*Instructions to follow*.
If a line in the listing below contains the word "renders", count it, then please give only the number of such lines.
:::
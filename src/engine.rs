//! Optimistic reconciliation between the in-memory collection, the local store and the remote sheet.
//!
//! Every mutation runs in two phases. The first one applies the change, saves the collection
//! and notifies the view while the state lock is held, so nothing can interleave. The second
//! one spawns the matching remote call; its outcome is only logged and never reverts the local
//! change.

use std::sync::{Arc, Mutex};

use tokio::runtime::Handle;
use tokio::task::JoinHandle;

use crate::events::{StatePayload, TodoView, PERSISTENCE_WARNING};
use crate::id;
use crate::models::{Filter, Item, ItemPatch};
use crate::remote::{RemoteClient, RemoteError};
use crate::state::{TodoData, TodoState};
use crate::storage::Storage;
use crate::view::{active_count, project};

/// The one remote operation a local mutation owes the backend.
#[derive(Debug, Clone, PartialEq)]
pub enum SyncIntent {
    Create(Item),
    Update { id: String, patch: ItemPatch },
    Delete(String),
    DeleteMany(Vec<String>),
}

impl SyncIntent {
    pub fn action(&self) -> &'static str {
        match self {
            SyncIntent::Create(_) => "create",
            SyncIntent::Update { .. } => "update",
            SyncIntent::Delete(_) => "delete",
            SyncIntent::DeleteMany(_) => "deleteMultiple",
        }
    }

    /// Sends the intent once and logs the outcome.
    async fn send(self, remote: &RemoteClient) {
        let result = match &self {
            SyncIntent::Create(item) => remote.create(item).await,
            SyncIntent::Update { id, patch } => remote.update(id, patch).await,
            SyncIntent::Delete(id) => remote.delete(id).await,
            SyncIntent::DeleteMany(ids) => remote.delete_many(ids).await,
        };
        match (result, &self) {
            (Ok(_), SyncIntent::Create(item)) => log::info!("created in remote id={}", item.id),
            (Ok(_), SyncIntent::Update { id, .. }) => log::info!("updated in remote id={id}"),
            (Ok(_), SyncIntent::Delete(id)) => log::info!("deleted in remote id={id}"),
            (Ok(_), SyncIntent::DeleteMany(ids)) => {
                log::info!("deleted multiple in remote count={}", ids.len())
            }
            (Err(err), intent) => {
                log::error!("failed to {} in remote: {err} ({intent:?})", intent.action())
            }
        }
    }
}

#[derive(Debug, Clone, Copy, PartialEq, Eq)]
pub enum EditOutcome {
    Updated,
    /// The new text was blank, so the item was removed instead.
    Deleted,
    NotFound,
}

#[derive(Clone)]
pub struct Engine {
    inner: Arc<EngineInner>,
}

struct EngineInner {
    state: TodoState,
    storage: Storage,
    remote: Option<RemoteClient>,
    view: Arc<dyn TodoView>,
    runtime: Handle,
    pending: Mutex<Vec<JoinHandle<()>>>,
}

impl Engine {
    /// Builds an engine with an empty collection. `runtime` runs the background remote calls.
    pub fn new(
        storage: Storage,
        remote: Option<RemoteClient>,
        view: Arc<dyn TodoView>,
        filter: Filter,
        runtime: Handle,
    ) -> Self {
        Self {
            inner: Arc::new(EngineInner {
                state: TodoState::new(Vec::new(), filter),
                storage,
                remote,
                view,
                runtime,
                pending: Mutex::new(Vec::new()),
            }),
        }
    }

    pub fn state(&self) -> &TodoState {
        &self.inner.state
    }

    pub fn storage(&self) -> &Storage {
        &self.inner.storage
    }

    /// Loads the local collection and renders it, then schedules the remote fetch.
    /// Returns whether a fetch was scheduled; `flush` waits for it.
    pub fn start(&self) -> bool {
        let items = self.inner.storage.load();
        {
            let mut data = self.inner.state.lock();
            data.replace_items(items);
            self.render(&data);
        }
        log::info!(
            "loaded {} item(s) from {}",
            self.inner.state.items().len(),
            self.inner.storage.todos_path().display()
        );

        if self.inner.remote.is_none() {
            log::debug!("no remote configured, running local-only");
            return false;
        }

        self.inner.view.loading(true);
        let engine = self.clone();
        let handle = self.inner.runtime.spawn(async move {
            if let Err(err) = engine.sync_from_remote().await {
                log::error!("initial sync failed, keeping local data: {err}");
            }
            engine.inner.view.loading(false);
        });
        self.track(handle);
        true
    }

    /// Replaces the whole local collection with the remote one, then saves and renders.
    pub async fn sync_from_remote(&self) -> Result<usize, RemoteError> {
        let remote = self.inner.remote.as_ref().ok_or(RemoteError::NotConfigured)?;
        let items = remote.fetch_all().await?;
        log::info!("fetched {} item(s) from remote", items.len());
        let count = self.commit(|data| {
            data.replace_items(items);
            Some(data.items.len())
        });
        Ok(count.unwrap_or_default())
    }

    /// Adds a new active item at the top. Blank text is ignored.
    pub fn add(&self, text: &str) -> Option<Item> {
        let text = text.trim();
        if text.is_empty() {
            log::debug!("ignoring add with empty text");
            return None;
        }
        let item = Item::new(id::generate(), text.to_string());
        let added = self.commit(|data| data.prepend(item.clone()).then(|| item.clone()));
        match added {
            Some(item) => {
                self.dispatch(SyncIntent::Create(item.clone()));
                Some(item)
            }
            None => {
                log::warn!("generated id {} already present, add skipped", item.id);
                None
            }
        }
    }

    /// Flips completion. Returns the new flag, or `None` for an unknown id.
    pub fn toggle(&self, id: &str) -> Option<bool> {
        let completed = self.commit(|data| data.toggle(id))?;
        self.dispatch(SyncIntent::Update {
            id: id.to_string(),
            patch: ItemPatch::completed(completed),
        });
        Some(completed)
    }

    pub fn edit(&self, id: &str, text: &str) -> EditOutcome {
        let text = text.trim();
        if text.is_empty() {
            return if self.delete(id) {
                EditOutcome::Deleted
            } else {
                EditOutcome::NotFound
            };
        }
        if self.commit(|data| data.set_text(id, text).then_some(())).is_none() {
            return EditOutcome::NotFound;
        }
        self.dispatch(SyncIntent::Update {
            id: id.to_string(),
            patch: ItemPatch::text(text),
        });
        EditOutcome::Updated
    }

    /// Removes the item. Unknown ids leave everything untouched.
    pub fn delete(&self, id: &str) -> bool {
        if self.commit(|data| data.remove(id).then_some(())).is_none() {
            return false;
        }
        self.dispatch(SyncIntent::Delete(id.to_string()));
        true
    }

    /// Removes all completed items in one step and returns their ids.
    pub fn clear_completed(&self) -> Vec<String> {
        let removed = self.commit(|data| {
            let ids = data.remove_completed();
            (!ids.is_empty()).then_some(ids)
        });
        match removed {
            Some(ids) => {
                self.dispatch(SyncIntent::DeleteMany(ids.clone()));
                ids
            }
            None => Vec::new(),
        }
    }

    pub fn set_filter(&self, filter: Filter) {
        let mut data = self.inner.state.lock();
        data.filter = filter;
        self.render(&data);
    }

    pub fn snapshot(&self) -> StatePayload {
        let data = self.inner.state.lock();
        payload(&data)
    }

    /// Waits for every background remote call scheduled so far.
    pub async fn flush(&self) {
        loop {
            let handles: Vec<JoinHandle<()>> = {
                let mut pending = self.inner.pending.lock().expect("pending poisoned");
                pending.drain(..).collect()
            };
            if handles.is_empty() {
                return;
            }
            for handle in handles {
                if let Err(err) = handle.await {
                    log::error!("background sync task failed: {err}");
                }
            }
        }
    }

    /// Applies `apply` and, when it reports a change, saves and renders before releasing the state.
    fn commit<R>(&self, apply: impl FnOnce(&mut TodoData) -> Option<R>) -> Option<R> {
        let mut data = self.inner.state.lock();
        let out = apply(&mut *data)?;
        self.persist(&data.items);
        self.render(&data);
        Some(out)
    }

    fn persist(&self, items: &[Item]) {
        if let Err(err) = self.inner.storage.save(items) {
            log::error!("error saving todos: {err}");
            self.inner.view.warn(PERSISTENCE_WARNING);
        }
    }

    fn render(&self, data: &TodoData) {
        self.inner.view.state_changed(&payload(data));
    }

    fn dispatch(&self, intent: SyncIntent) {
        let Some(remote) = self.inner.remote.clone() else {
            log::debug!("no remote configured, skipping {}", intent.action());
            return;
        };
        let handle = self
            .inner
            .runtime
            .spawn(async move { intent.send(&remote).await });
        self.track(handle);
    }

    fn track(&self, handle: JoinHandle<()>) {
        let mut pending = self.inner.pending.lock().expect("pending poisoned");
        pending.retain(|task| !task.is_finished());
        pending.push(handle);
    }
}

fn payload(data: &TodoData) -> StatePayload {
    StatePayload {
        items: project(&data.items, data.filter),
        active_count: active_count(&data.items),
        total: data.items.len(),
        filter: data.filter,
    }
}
:::
*Expected output*.
3